**ACTIVITY**
From the records beneath, determine how many lines contain "prefixed" and report only that figure.

Stored data:
━━━━━━━━━━━━━━━━━━━━━━━━━━━━━━

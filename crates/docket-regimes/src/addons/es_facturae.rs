//! # FacturaE v3
//!
//! Spanish structured invoice format used for invoices to the public
//! administration through FACe. The addon derives the FacturaE document
//! type and invoice class from the invoice type and tags, and requires a
//! coded correction reason on corrective documents.

use super::*;

pub const KEY: &str = "es-facturae-v3";

pub const EXT_DOC_TYPE: &str = "es-facturae-doc-type";
pub const EXT_INVOICE_CLASS: &str = "es-facturae-invoice-class";
pub const EXT_CORRECTION: &str = "es-facturae-correction";

pub fn addon() -> AddonDef {
    AddonDef {
        key: Key::from(KEY),
        name: "FacturaE".into(),
        description: Some("Spanish electronic invoice format, version 3.2.x.".into()),
        sources: vec![Source {
            title: "FacturaE formato 3.2.2".into(),
            url: "https://www.facturae.gob.es/formato/Paginas/version-3-2.aspx".into(),
        }],
        extensions: extensions(),
        scenarios: vec![ScenarioSet {
            schema: SHORT_INVOICE.into(),
            list: scenarios(),
        }],
        corrections: vec![CorrectionDefinition {
            extensions: vec![Key::from(EXT_CORRECTION)],
            copy_tax: true,
            ..CorrectionDefinition::new(SHORT_INVOICE)
        }],
        hooks: Some(Arc::new(FacturaeHooks)),
        ..Default::default()
    }
}

fn extensions() -> Vec<ExtensionDef> {
    vec![
        extension(
            EXT_DOC_TYPE,
            "Document Type",
            &[("FC", "Commercial Invoice"), ("FA", "Simplified Invoice"), ("AF", "Self-billed Invoice")],
        ),
        extension(
            EXT_INVOICE_CLASS,
            "Invoice Class",
            &[
                ("OO", "Original"),
                ("OR", "Corrective Original"),
                ("OC", "Summary Original"),
                ("CO", "Copy of the Original"),
                ("CR", "Copy of the Corrective"),
                ("CC", "Copy of the Summary"),
            ],
        ),
        extension(
            EXT_CORRECTION,
            "Correction Reason",
            &[
                ("01", "Invoice code"),
                ("02", "Invoice series"),
                ("03", "Issue date"),
                ("04", "Name and surnames/Corporate name - Issuer (Sender)"),
                ("05", "Name and surnames/Corporate name - Receiver"),
                ("06", "Issuer's Tax Identification Number"),
                ("07", "Receiver's Tax Identification Number"),
                ("08", "Issuer's address"),
                ("09", "Receiver's address"),
                ("10", "Item line"),
                ("11", "Applicable Tax Rate"),
                ("12", "Applicable Tax Amount"),
                ("13", "Applicable Date/Period"),
                ("14", "Invoice Class"),
                ("15", "Legal literals"),
                ("16", "Taxable Base"),
                ("80", "Calculation of tax outputs"),
                ("81", "Calculation of tax inputs"),
                ("82", "Taxable Base modified due to return of packages and packaging materials"),
                ("83", "Taxable Base modified due to discounts and rebates"),
                ("84", "Taxable Base modified due to firm court ruling or administrative decision"),
                ("85", "Taxable Base modified due to unpaid outputs where there is a judgement opening insolvency proceedings"),
            ],
        ),
    ]
}

/// Tagged scenarios come first; the untagged fallbacks only land when no
/// earlier scenario set the key.
fn scenarios() -> Vec<Scenario> {
    let corrections = types::CORRECTIONS;
    vec![
        // Document type
        ext_scenario(&[], &["simplified"], EXT_DOC_TYPE, "FA"),
        ext_scenario(&[], &["self-billed"], EXT_DOC_TYPE, "AF"),
        ext_scenario(&[], &[], EXT_DOC_TYPE, "FC"),
        // Invoice class
        ext_scenario(&[], &["copy", "summary"], EXT_INVOICE_CLASS, "CC"),
        ext_scenario(corrections, &["copy"], EXT_INVOICE_CLASS, "CR"),
        ext_scenario(&[types::STANDARD], &["copy"], EXT_INVOICE_CLASS, "CO"),
        ext_scenario(&[], &["summary"], EXT_INVOICE_CLASS, "OC"),
        ext_scenario(corrections, &[], EXT_INVOICE_CLASS, "OR"),
        ext_scenario(&[types::STANDARD], &[], EXT_INVOICE_CLASS, "OO"),
    ]
}

// -- Hooks -------------------------------------------------------------------

#[derive(Debug)]
struct FacturaeHooks;

impl RuleHooks for FacturaeHooks {
    fn validate(&self, node: NodeRef<'_>) -> FieldErrors {
        match node {
            NodeRef::Invoice(inv) => validate_invoice(inv),
            _ => FieldErrors::new(),
        }
    }
}

fn validate_invoice(inv: &Invoice) -> FieldErrors {
    let mut errs = FieldErrors::new();
    let mut xerrs = FieldErrors::new();
    let ext = inv.ext();
    for key in [EXT_DOC_TYPE, EXT_INVOICE_CLASS] {
        if ext.and_then(|e| e.get(key)).is_none() {
            xerrs.add(key, "required");
        }
    }
    if inv.is_correction() {
        for (i, pre) in inv.preceding.iter().enumerate() {
            if pre.ext.get(EXT_CORRECTION).is_none() {
                errs.nest(
                    "preceding",
                    FieldErrors::single(EXT_CORRECTION, "required")
                        .prefixed("ext")
                        .prefixed(i.to_string()),
                );
            }
        }
    }
    errs.nest("tax", xerrs.prefixed("ext"));
    errs
}

#[cfg(test)]
mod tests {
    use super::*;
    use crate::regimes::es;
    use chrono::NaiveDate;
    use docket_core::Code;
    use docket_doc::bill::Line;
    use docket_doc::org::{DocumentRef, Item, Party};
    use docket_doc::tax::{Combo, TaxIdentity};
    use docket_doc::{calculator, Registry};

    fn registry() -> Registry {
        let mut reg = Registry::new();
        reg.register_regime(es::regime()).unwrap();
        reg.register_addon(addon()).unwrap();
        reg
    }

    fn invoice() -> Invoice {
        Invoice {
            regime: Some(Code::from("ES")),
            addons: vec![Key::from(KEY)],
            series: Some("FAC".into()),
            code: Some("0001".into()),
            issue_date: NaiveDate::from_ymd_opt(2024, 3, 1),
            supplier: Some(Party {
                tax_id: Some(TaxIdentity::new("ES", "B98602642")),
                ..Party::named("Provide One S.L.")
            }),
            customer: Some(Party {
                tax_id: Some(TaxIdentity::new("ES", "54387763P")),
                ..Party::named("Sample Consumer")
            }),
            lines: vec![Line {
                quantity: Some("1".parse().unwrap()),
                item: Some(Item {
                    name: "Development services".into(),
                    price: Some("90.00".parse().unwrap()),
                    ..Default::default()
                }),
                taxes: vec![Combo::with_rate("VAT", "general")],
                ..Default::default()
            }],
            ..Default::default()
        }
    }

    #[test]
    fn standard_invoice_gets_commercial_original() {
        let reg = registry();
        let mut inv = invoice();
        calculator::calculate(&mut inv, &reg).unwrap();
        let ext = inv.ext().unwrap();
        assert_eq!(ext.get(EXT_DOC_TYPE), Some("FC"));
        assert_eq!(ext.get(EXT_INVOICE_CLASS), Some("OO"));
    }

    #[test]
    fn simplified_tag_selects_simplified_type() {
        let reg = registry();
        let mut inv = invoice();
        inv.tags = vec![Key::from("simplified")];
        inv.customer = None;
        calculator::calculate(&mut inv, &reg).unwrap();
        assert_eq!(inv.ext().unwrap().get(EXT_DOC_TYPE), Some("FA"));
    }

    #[test]
    fn explicit_value_wins_over_scenario() {
        let reg = registry();
        let mut inv = invoice();
        inv.ext_mut().set(EXT_DOC_TYPE, "AF");
        calculator::calculate(&mut inv, &reg).unwrap();
        assert_eq!(inv.ext().unwrap().get(EXT_DOC_TYPE), Some("AF"));
    }

    #[test]
    fn copy_of_credit_note() {
        let reg = registry();
        let mut inv = invoice();
        inv.kind = Key::from(types::CREDIT_NOTE);
        inv.tags = vec![Key::from("copy")];
        inv.preceding = vec![DocumentRef {
            code: "0000".into(),
            ext: [(EXT_CORRECTION, "01")].into_iter().collect(),
            ..Default::default()
        }];
        calculator::calculate(&mut inv, &reg).unwrap();
        assert_eq!(inv.ext().unwrap().get(EXT_INVOICE_CLASS), Some("CR"));
    }

    #[test]
    fn correction_needs_reason_code() {
        let reg = registry();
        let mut inv = invoice();
        inv.kind = Key::from(types::CREDIT_NOTE);
        inv.preceding = vec![DocumentRef {
            code: "0000".into(),
            ..Default::default()
        }];
        let err = calculator::calculate(&mut inv, &reg).unwrap_err();
        assert_eq!(
            err.fields().unwrap().message_at("preceding.0.ext.es-facturae-correction"),
            Some("required")
        );
    }

    #[test]
    fn bad_code_is_reported() {
        let reg = registry();
        let mut inv = invoice();
        inv.ext_mut().set(EXT_DOC_TYPE, "XX");
        let err = calculator::calculate(&mut inv, &reg).unwrap_err();
        assert!(err
            .fields()
            .unwrap()
            .message_at("tax.ext.es-facturae-doc-type")
            .is_some());
    }
}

━━━━━━━━━━━━━━━━━━━━━━━━━━━━━━

**TASK RESULT**
3